Kalmick (pictured at right) recognizes the power of being able to do it live, to create that experience with music built from an outlier place. With Whiskey Myers, who are as much Black Crowes as swaggering ’80s Hank Jr., he anticipates a much broader reality for these artists.

“The indication that Middle America and Americana are the lifeblood of live music is more evident than it’s been in decades,” he notes. “I’ve been a believer in the return of Southern rock and Americana in the mainstream. Yellowstone propelled generations of musical fans into this space.”
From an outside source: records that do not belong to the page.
//! Units: one lecture PDF and the deck generated from it.
//!
//! Units come from two places, merged by PDF file name:
//!
//! * PDFs found in `pdfs_dir` get a generated name, the default target and
//!   a single tag equal to the name.
//! * Entries in the `units` map of `config.yaml` override those values. An
//!   entry whose PDF is missing is still listed (with a warning) so decks
//!   generated earlier remain addressable.

use crate::config::ProjectConfig;
use crate::error::FlashdeckError;
use once_cell::sync::Lazy;
use regex::Regex;
use serde::Serialize;
use std::collections::BTreeMap;
use std::fmt;
use std::path::PathBuf;
use tracing::warn;

static RE_SEPARATORS: Lazy<Regex> = Lazy::new(|| Regex::new(r"[\s\-.]+").unwrap());
static RE_NON_WORD: Lazy<Regex> = Lazy::new(|| Regex::new(r"[^\w]").unwrap());

/// Where a unit's definition came from.
#[derive(Debug, Clone, Copy, PartialEq, Eq, Serialize)]
#[serde(rename_all = "kebab-case")]
pub enum UnitSource {
    AutoDiscovered,
    Configured,
    ConfiguredOnly,
}

impl fmt::Display for UnitSource {
    fn fmt(&self, f: &mut fmt::Formatter<'_>) -> fmt::Result {
        f.write_str(match self {
            Self::AutoDiscovered => "auto-discovered",
            Self::Configured => "configured",
            Self::ConfiguredOnly => "configured-only",
        })
    }
}

/// A named body of source material with its generation target.
#[derive(Debug, Clone, PartialEq, Eq, Serialize)]
pub struct Unit {
    pub name: String,
    pub pdf_file: String,
    pub target_cards: usize,
    pub tags: Vec<String>,
    pub source: UnitSource,
}

impl Unit {
    /// Tag every card of this unit carries first.
    pub fn base_tag(&self) -> &str {
        self.tags.first().map(String::as_str).unwrap_or(&self.name)
    }

    pub fn pdf_path(&self, config: &ProjectConfig) -> PathBuf {
        config.pdfs_dir.join(&self.pdf_file)
    }

    /// "Unit 1 Intro" for `unit_1_intro`.
    pub fn title(&self) -> String {
        self.name
            .split('_')
            .filter(|w| !w.is_empty())
            .map(|w| {
                let mut chars = w.chars();
                match chars.next() {
                    Some(c) => c.to_uppercase().chain(chars).collect::<String>(),
                    None => String::new(),
                }
            })
            .collect::<Vec<_>>()
            .join(" ")
    }
}

/// Derive a unit name from a PDF file name.
///
/// `"Unit 1.pdf"` → `unit_1`, `"lecture 3.pdf"` → `unit_lecture_3`,
/// `"Intro.pdf"` → `unit_intro`.
pub fn generate_unit_name(pdf_filename: &str) -> String {
    let stem = pdf_filename
        .strip_suffix(".pdf")
        .or_else(|| pdf_filename.strip_suffix(".PDF"))
        .unwrap_or(pdf_filename)
        .to_lowercase();
    let name = RE_SEPARATORS.replace_all(&stem, "_");
    let name = RE_NON_WORD.replace_all(&name, "");
    let name = name.trim_matches('_');
    if name.starts_with("unit") {
        name.to_string()
    } else {
        format!("unit_{name}")
    }
}

/// Every unit, discovered and configured, ordered by PDF file name.
pub fn all_units(config: &ProjectConfig) -> Vec<Unit> {
    let discovered = config.discover_pdfs();
    let default_target = config.defaults.target_cards;
    let mut units: BTreeMap<String, Unit> = discovered
        .iter()
        .map(|pdf| {
            let name = generate_unit_name(pdf);
            let unit = Unit {
                tags: vec![name.clone()],
                name,
                pdf_file: pdf.clone(),
                target_cards: default_target,
                source: UnitSource::AutoDiscovered,
            };
            (pdf.clone(), unit)
        })
        .collect();

    for (pdf, entry) in &config.units {
        let source = if units.contains_key(pdf) {
            UnitSource::Configured
        } else {
            warn!("PDF '{}' is configured but not found in {}", pdf, config.pdfs_dir.display());
            UnitSource::ConfiguredOnly
        };
        let tags = if entry.tags.is_empty() {
            vec![entry.unit_name.clone()]
        } else {
            entry.tags.clone()
        };
        units.insert(
            pdf.clone(),
            Unit {
                name: entry.unit_name.clone(),
                pdf_file: pdf.clone(),
                target_cards: entry.target_cards.unwrap_or(default_target),
                tags,
                source,
            },
        );
    }

    units.into_values().collect()
}

/// Look a unit up by name.
pub fn find_unit(config: &ProjectConfig, name: &str) -> Result<Unit, FlashdeckError> {
    let units = all_units(config);
    let available = units.iter().map(|u| u.name.as_str()).collect::<Vec<_>>().join(", ");
    units
        .iter()
        .find(|u| u.name == name)
        .cloned()
        .ok_or_else(|| FlashdeckError::UnitNotFound {
            unit: name.to_string(),
            available: if available.is_empty() {
                "(none)".into()
            } else {
                available
            },
        })
}

/// One unit by name, or all of them.
pub fn select_units(config: &ProjectConfig, name: Option<&str>) -> Result<Vec<Unit>, FlashdeckError> {
    match name {
        Some(n) => Ok(vec![find_unit(config, n)?]),
        None => Ok(all_units(config)),
    }
}

#[cfg(test)]
mod tests {
    use super::*;
    use crate::config::UnitEntry;

    #[test]
    fn unit_names_from_file_names() {
        assert_eq!(generate_unit_name("Intro.pdf"), "unit_intro");
        assert_eq!(generate_unit_name("Unit_1.pdf"), "unit_1");
        assert_eq!(generate_unit_name("lecture 3.pdf"), "unit_lecture_3");
        assert_eq!(generate_unit_name("Unit 1.pdf"), "unit_1");
        assert_eq!(generate_unit_name("Week-2 (Bayes).PDF"), "unit_week_2_bayes");
        assert_eq!(generate_unit_name("--notes--.pdf"), "unit_notes");
    }

    #[test]
    fn title_capitalises_words() {
        let unit = Unit {
            name: "unit_2_hidden_markov".into(),
            pdf_file: "x.pdf".into(),
            target_cards: 10,
            tags: vec![],
            source: UnitSource::AutoDiscovered,
        };
        assert_eq!(unit.title(), "Unit 2 Hidden Markov");
        assert_eq!(unit.base_tag(), "unit_2_hidden_markov");
    }

    fn project(dir: &std::path::Path) -> ProjectConfig {
        ProjectConfig {
            pdfs_dir: dir.to_path_buf(),
            ..ProjectConfig::default()
        }
    }

    #[test]
    fn discovered_and_configured_units_merge() {
        let dir = tempfile::tempdir().unwrap();
        std::fs::write(dir.path().join("Unit 1.pdf"), b"%PDF").unwrap();
        std::fs::write(dir.path().join("Unit 2.pdf"), b"%PDF").unwrap();
        std::fs::write(dir.path().join("notes.txt"), b"x").unwrap();

        let mut config = project(dir.path());
        config.units.insert(
            "Unit 2.pdf".into(),
            UnitEntry {
                unit_name: "unit2_markov".into(),
                target_cards: Some(70),
                tags: vec!["unit2".into(), "markov".into()],
            },
        );
        config.units.insert(
            "Unit 9.pdf".into(),
            UnitEntry {
                unit_name: "unit9".into(),
                target_cards: None,
                tags: vec![],
            },
        );

        let units = all_units(&config);
        assert_eq!(units.len(), 3);
        assert_eq!(units[0].name, "unit_1");
        assert_eq!(units[0].source, UnitSource::AutoDiscovered);
        assert_eq!(units[0].target_cards, 50);
        assert_eq!(units[1].name, "unit2_markov");
        assert_eq!(units[1].base_tag(), "unit2");
        assert_eq!(units[1].source, UnitSource::Configured);
        assert_eq!(units[2].source, UnitSource::ConfiguredOnly);
        assert_eq!(units[2].tags, vec!["unit9".to_string()]);
    }

    #[test]
    fn unknown_unit_lists_alternatives() {
        let dir = tempfile::tempdir().unwrap();
        std::fs::write(dir.path().join("Intro.pdf"), b"%PDF").unwrap();
        let err = find_unit(&project(dir.path()), "unit_nope").unwrap_err();
        match err {
            FlashdeckError::UnitNotFound { available, .. } => assert_eq!(available, "unit_intro"),
            other => panic!("unexpected: {other}"),
        }
    }

    #[test]
    fn select_all_when_no_filter() {
        let dir = tempfile::tempdir().unwrap();
        std::fs::write(dir.path().join("a.pdf"), b"%PDF").unwrap();
        assert_eq!(select_units(&project(dir.path()), None).unwrap().len(), 1);
    }
}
Even Warner Records Co-Chair/CEO Aaron Bay-Schuck, who signed Zach Bryan, sees the Yellowstone factor and the hunger for music that’s a little more authentic and real. “That sync [‘Something in the Orange’] was a brilliant, brilliant artist-discovery tool. I’m not a Red Dirt person by definition; neither myself nor my team thought in those terms when we signed Zach. But for listeners and viewers, it was beautiful and poignant and representative of the show—and it gave people [who were unaware of Red Dirt country] a chance to hear him.”

More than a moment, it’s a collection of fierce individualists, like Waylon, Willie, Jessi Colter and Tompall & the Glaser Brothers, working on their terms and selling out 4,000- to 6,000-seat venues without the trappings of Nashville’s star-making machinery. Part of it is how these artists embody an independence of spirit and approach—along with their willingness to get in a van and work a circuit that includes Austin, Dallas, Houston, San Antonio, Lubbock, College Station, Amarillo, Nacogdoches, Stephenville, Corpus Christie, Waco, Tulsa, Fayetteville and Ft. Smith, Ark.; Wichita and Manhattan, Kan.

Couri offers, “Parker, Cody, Cory, even Eli Young, they played 100 to 140 shows a year until they were able to break out. When you have enough word of mouth in this scene, anything’s possible. Koe Wetzel is a little bit of the Outlaw thing, with very aggressive fans who chant his name during the opening act. He can do 5,000, 6,000 in Texas and Oklahoma; in the Carolinas, with no radio at all, 2,000 to 3,000 people a night.

“Artists in this scene talk about and support artists from this scene,” he continues. “It’s all about doing the work, getting better live and with the music. Now, with some mainstream success, it may be the scene’s hitting a new peak. I know one thing, though: Corey’s not going to tour less now that he’s on a major.

“There are all kinds of people with huge numbers on their socials who’ve never played a headlining show. The question is: Can they? These acts live to play. So here we go.”